Melihat dampak yang begitu dahsyat dari kebijakan pemerintah
dalam memutus mata rantai penularan covid 19 tersebut, terutama bagi masyarakat
Desa, maka Pemerintah mengambil langkah-langkah preventive dengan memberikan jaring pengaman sosial bagi masyarakat
Desa yang terdampak virus corona melalui Bantuan Langsung Tunai Dana Desa
(BLT-DD). Kebijakan ini kemudian direspon oleh berbagai kementrian yang terkait
dengan Desa dan Dana Desa, seperti kementrian Desa PDTT, Kementrian Dalam
Negeri, Kementrian Keuangan serta beberapa kementrian terkait lainnya.
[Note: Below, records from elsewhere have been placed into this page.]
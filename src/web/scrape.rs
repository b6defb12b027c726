//! Allow-listed page scraping for `scrape_gamified_content`.

use crate::error::{AppError, Result};
use crate::web::fetch::HttpFetcher;
use crate::web::html::{truncate_chars, HtmlExtractor};
use crate::web::search::{GAMIFIED_UK, MARCZEWSKI};
use reqwest::Url;
use std::fmt::Write as _;
use std::str::FromStr;

/// Hosts (and their subdomains) that may be scraped.
pub const ALLOWED_DOMAINS: [&str; 2] = [GAMIFIED_UK, MARCZEWSKI];

/// Maximum characters of page text returned.
pub const MAX_TEXT_CHARS: usize = 2000;

/// Maximum links returned for `links` and `all`.
pub const MAX_LINKS: usize = 10;

#[derive(Debug, Clone, Copy, PartialEq, Eq, Default)]
pub enum ExtractType {
    #[default]
    Text,
    Links,
    Headings,
    All,
}

impl FromStr for ExtractType {
    type Err = AppError;

    fn from_str(s: &str) -> Result<Self> {
        match s.trim().to_lowercase().as_str() {
            "" | "text" => Ok(ExtractType::Text),
            "links" => Ok(ExtractType::Links),
            "headings" => Ok(ExtractType::Headings),
            "all" => Ok(ExtractType::All),
            other => Err(AppError::InvalidArgument(format!(
                "extract_type must be one of text, links, headings, all (got '{}')",
                other
            ))),
        }
    }
}

/// Parse `raw` and require an http(s) URL on an allowed host.
///
/// Runs before any network access.
pub fn check_allowed(raw: &str) -> Result<Url> {
    let url = Url::parse(raw.trim())
        .map_err(|e| AppError::InvalidArgument(format!("invalid url '{}': {}", raw, e)))?;

    if !matches!(url.scheme(), "http" | "https") {
        return Err(AppError::InvalidArgument(format!(
            "unsupported url scheme '{}'",
            url.scheme()
        )));
    }

    let host = url
        .host_str()
        .ok_or_else(|| AppError::InvalidArgument(format!("url '{}' has no host", raw)))?;

    if !is_allowed_url(&url) {
        return Err(AppError::InvalidArgument(format!(
            "domain '{}' is not allowed; only {} can be scraped",
            host.trim_end_matches('.').to_lowercase(),
            ALLOWED_DOMAINS.join(" and ")
        )));
    }

    Ok(url)
}

/// True for http(s) URLs whose host is an allowed domain or a subdomain of one.
///
/// Also consulted for every redirect hop the fetcher is asked to follow.
pub fn is_allowed_url(url: &Url) -> bool {
    if !matches!(url.scheme(), "http" | "https") {
        return false;
    }
    let Some(host) = url.host_str() else {
        return false;
    };
    let host = host.trim_end_matches('.').to_lowercase();

    ALLOWED_DOMAINS
        .iter()
        .any(|d| host == *d || host.ends_with(&format!(".{}", d)))
}

/// Fetch an allowed page and render the requested extraction as text.
pub async fn scrape(
    fetcher: &dyn HttpFetcher,
    extractor: &HtmlExtractor,
    raw_url: &str,
    extract_type: ExtractType,
) -> Result<String> {
    let url = check_allowed(raw_url)?;

    let response = fetcher
        .fetch(url.as_str(), &[("Accept", "text/html,application/xhtml+xml")])
        .await?;

    if response.is_redirect() {
        return Err(AppError::CollaboratorFailure(format!(
            "Fetching {} was redirected (status {}) outside {}; the redirect was not followed",
            url,
            response.status,
            ALLOWED_DOMAINS.join(" and ")
        )));
    }

    if !response.is_success() {
        return Err(AppError::CollaboratorFailure(format!(
            "Fetching {} returned status {}",
            url, response.status
        )));
    }

    Ok(render(extractor, &url, &response.body, extract_type))
}

/// Build the text payload for one extraction mode.
pub fn render(extractor: &HtmlExtractor, url: &Url, html: &str, extract_type: ExtractType) -> String {
    let mut out = format!("Content from {}\n", url);

    if matches!(extract_type, ExtractType::Text | ExtractType::All) {
        let text = extractor.text(html);
        let (text, truncated) = truncate_chars(&text, MAX_TEXT_CHARS);
        let _ = write!(out, "\nText:\n{}", text);
        if truncated {
            out.push_str("...");
        }
        out.push('\n');
    }

    if matches!(extract_type, ExtractType::Headings | ExtractType::All) {
        out.push_str("\nHeadings:\n");
        let headings = extractor.headings(html);
        if headings.is_empty() {
            out.push_str("(none)\n");
        }
        for (level, text) in headings {
            let _ = writeln!(out, "{} {}", "#".repeat(level as usize), text);
        }
    }

    if matches!(extract_type, ExtractType::Links | ExtractType::All) {
        out.push_str("\nLinks:\n");
        let links = extractor.links(html, url);
        if links.is_empty() {
            out.push_str("(none)\n");
        }
        for (text, href) in links.into_iter().take(MAX_LINKS) {
            let label = if text.is_empty() { href.as_str() } else { text.as_str() };
            let _ = writeln!(out, "- {} ({})", label, href);
        }
    }

    out
}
Dengan mengacu kepada Peraturan Pemerintah Pengganti
Undang-undang Republik Indonesia Nomor 1 Tahun 2O2O tentang Kebijakan Keuangan
Negara dan Stabilitas Sistem Keuangan untuk Penanganan Pandemi Corona Virus
Disease 2019 (Covid 19) dan/atau dalam rangka menghadapi ancaman yang
membahayakan perekonomian nasional dan/atau stabilitas sistem keuangan, maka
kementrian yang terkait dengan dana desa kemudian menerbitkan regulasi sebagai
payung hukum kebijakan Bantuan Langsung Tunai Dana Desa atau BLT-DD.
Kementrian Desa
segera merespon kebijakan BLT dengan menerbitkan Permendes nomor 6 tahun 2020
tentang perubahan atas Permendesa PDTT nomor 11 tahun 2019 tentang prioritas
penggunaan dana Desa tahun 2020, yang intinya memberikan ruang bagi Desa untuk
mengalokasikan sebagian Dana Desa-nya untuk kegiatan Bantuan Langsung Tunai
(BLT-DD). Kementrian Keuangan kemudian memperkuat dengan PMK Nomor 40 yang
mengatur tentang pengelolaan Dana Desa, yang intinya mewajibkan semua Desa
untuk menganggarkan Dana Desa untuk BLT. Jika ada Desa yang tidak menganggarkan
DD untuk BLT, maka akan diberikan sanksi tegas mulai dari pemotongan sebesar 50
persen untuk penyaluran Dana Desa tahap berikutnya bagi desa yang berstatus
mandiri hingga penghentian penyaluran Dana Desa Tahap III. Hal tersebut
tertuang dalam pasal 47 A PMK 40 2020.
Kebijakan perubahan penggunaan Dana Desa tersebut sebenarnya
mempunyai maksud dan tujuan mulia, yaitu untuk memberikan jaring pengaman
sosial bagi masyarakat Desa yang terdampak pandemi virus Corona. Diakui ataupun
tidak, banyak masyarakat Desa yang terdampak akibat pandemi virus corona ini,
mulai dari berkurangnya pendapatan, kehilangan pekerjaan, PHK, hilangnya mata
pencaharian bahkan kehilangan pendapatan. Persoalan ini akan menyebabkan
kemiskinan, pengangguran, gizi buruk, stunting, anak putus sekolah bahkan juga
sakit jiwa.
Pemerintah sudah tepat mengeluarkan kebijakan BLT ini
sebagai bentuk tanggungjawab melindungi segenap bangsa Indonesia. Namun
demikian, karena BLT terkait dengan masalah perut dan pendapatan, maka
kebijakan ini perlu dikoordinasikan dan sinkronisasikan dengan seluruh stakeholder terkait agar segera bisa
terealisasi dan tidak menuai polemik di masyarakat. Seperti diketahui bersama
bahwa perubahan kebijakan pemerintah pusat juga membutuhkan perubahan regulasi
di tingkat daerah, seperti perubahan Perbub dan juga Perdes APBDES. Padahal,
perubahan Perbub pengelolaan keuangan desa, alokasi dana desa serta ADD juga
membutuhkan waktu yang tidak sebentar karena harus melibatkan beberapa pihak.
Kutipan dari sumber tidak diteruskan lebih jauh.